A verbatim copy of each record is required.

-------- The data

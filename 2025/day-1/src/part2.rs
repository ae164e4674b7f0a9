use chumsky::prelude::*;
use miette::*;

use crate::dial::{parser, CountMode, Dial};

/// Counts every click that points the dial at 0, mid-rotation included.
#[tracing::instrument]
pub fn process(input: &str) -> Result<String> {
    let rotations = parser()
        .parse(input)
        .into_result()
        .map_err(|e| miette!("Parse failed with errors: {:?}", e))?;

    let zeros = Dial::default().count_zeros(&rotations, CountMode::PassZero);

    Ok(zeros.to_string())
}
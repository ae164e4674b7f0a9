pub mod dial;
pub mod part1;
pub mod part2;

pub const TITLE: &str = "Secret Entrance";
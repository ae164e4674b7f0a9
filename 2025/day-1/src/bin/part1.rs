use miette::*;

use aoc2025_day_1::part1;

fn main() -> Result<()> {
    tracing_subscriber::fmt::init();
    let path = concat!(env!("CARGO_MANIFEST_DIR"), "/input1.txt");
    let input = std::fs::read_to_string(path)
        .into_diagnostic()
        .wrap_err_with(|| format!("reading puzzle input from {path}"))?;
    let result = part1::process(&input)?;
    println!("Result: {}", result);
    Ok(())
}
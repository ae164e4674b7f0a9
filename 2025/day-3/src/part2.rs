use miette::*;

use crate::aggregate::total_joltage;

/// Each bank turns on twelve batteries once the safety override is engaged.
const WIDTH: usize = 12;

#[tracing::instrument]
pub fn process(input: &str) -> Result<String> {
    Ok(total_joltage(input, WIDTH).to_string())
}
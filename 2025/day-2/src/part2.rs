use chumsky::prelude::*;
use miette::*;

use crate::ranges::{is_repeated, parser, sum_matching};

#[tracing::instrument]
pub fn process(input: &str) -> Result<String> {
    let ranges = parser()
        .parse(input)
        .into_result()
        .map_err(|e| miette!("Parse failed: {:?}", e))?;

    Ok(sum_matching(&ranges, is_repeated).to_string())
}

#[cfg(test)]
mod tests {
    use super::*;

    #[test]
    fn it_works() -> Result<()> {
        let input = "11-22,95-115,998-1012,1188511880-1188511890,222220-222224,
1698522-1698528,446443-446449,38593856-38593862,565653-565659,
824824821-824824827,2121212118-2121212124";
        assert_eq!("4174379265", process(input)?);
        Ok(())
    }

    #[test]
    fn triple_repeats_count() -> Result<()> {
        // 111 and 999 repeat a single digit three times
        assert_eq!("1110", process("100-120,990-1000")?);
        Ok(())
    }
}
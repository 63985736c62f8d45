pub mod backup;
pub mod coordinator;
pub mod ledger;
pub mod transfer;

pub use backup::{BackupOutcome, BackupRecoveryManager, BackupSnapshot, StartupReport, TierStatus};
pub use coordinator::{
    ChangeKind, PersistenceCoordinator, RiskLevel, RiskStatus, StartupOutcome, StateChange,
};
pub use ledger::{TradeLedger, TradingStatistics};
pub use transfer::{parse_import, read_import_file, write_export_file, ExportFile};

----------------

(Exercise solution)
filename 2025/day-1/src/part2.rs
repository ae164e4674b7f0a9
use chumsky::prelude::*;
use miette::*;

use crate::dial::{parser, CountMode, Dial};

/// Counts every click that points the dial at 0, mid-rotation included.
#[tracing::instrument]
pub fn process(input: &str) -> Result<String> {
    let rotations = parser()
        .parse(input)
        .into_result()
        .map_err(|e| miette!("Parse failed with errors: {:?}", e))?;

    let zeros = Dial::default().count_zeros(&rotations, CountMode::PassZero);

    Ok(zeros.to_string())
}
repository ae164e4674b7f0a9
pub mod dial;
pub mod part1;
pub mod part2;

pub const TITLE: &str = "Secret Entrance";
repository ae164e4674b7f0a9
filename 2025/day-1/src/bin/part1.rs
use miette::*;

use aoc2025_day_1::part1;

fn main() -> Result<()> {
    tracing_subscriber::fmt::init();
    let path = concat!(env!("CARGO_MANIFEST_DIR"), "/input1.txt");
    let input = std::fs::read_to_string(path)
        .into_diagnostic()
        .wrap_err_with(|| format!("reading puzzle input from {path}"))?;
    let result = part1::process(&input)?;
    println!("Result: {}", result);
    Ok(())
}
repository ae164e4674b7f0a9
filename 2025/day-3/src/part2.rs
use miette::*;

use crate::aggregate::total_joltage;

/// Each bank turns on twelve batteries once the safety override is engaged.
const WIDTH: usize = 12;

#[tracing::instrument]
pub fn process(input: &str) -> Result<String> {
    Ok(total_joltage(input, WIDTH).to_string())
}
filename 2025/day-2/src/part2.rs
use chumsky::prelude::*;
use miette::*;

use crate::ranges::{is_repeated, parser, sum_matching};

#[tracing::instrument]
pub fn process(input: &str) -> Result<String> {
    let ranges = parser()
        .parse(input)
        .into_result()
        .map_err(|e| miette!("Parse failed: {:?}", e))?;

    Ok(sum_matching(&ranges, is_repeated).to_string())
}

#[cfg(test)]
mod tests {
    use super::*;

    #[test]
    fn it_works() -> Result<()> {
        let input = "11-22,95-115,998-1012,1188511880-1188511890,222220-222224,
1698522-1698528,446443-446449,38593856-38593862,565653-565659,
824824821-824824827,2121212118-2121212124";
        assert_eq!("4174379265", process(input)?);
        Ok(())
    }

    #[test]
    fn triple_repeats_count() -> Result<()> {
        // 111 and 999 repeat a single digit three times
        assert_eq!("1110", process("100-120,990-1000")?);
        Ok(())
    }
}
repository 63985736c62f8d45
pub mod backup;
pub mod coordinator;
pub mod ledger;
pub mod transfer;

pub use backup::{BackupOutcome, BackupRecoveryManager, BackupSnapshot, StartupReport, TierStatus};
pub use coordinator::{
    ChangeKind, PersistenceCoordinator, RiskLevel, RiskStatus, StartupOutcome, StateChange,
};
pub use ledger::{TradeLedger, TradingStatistics};
pub use transfer::{parse_import, read_import_file, write_export_file, ExportFile};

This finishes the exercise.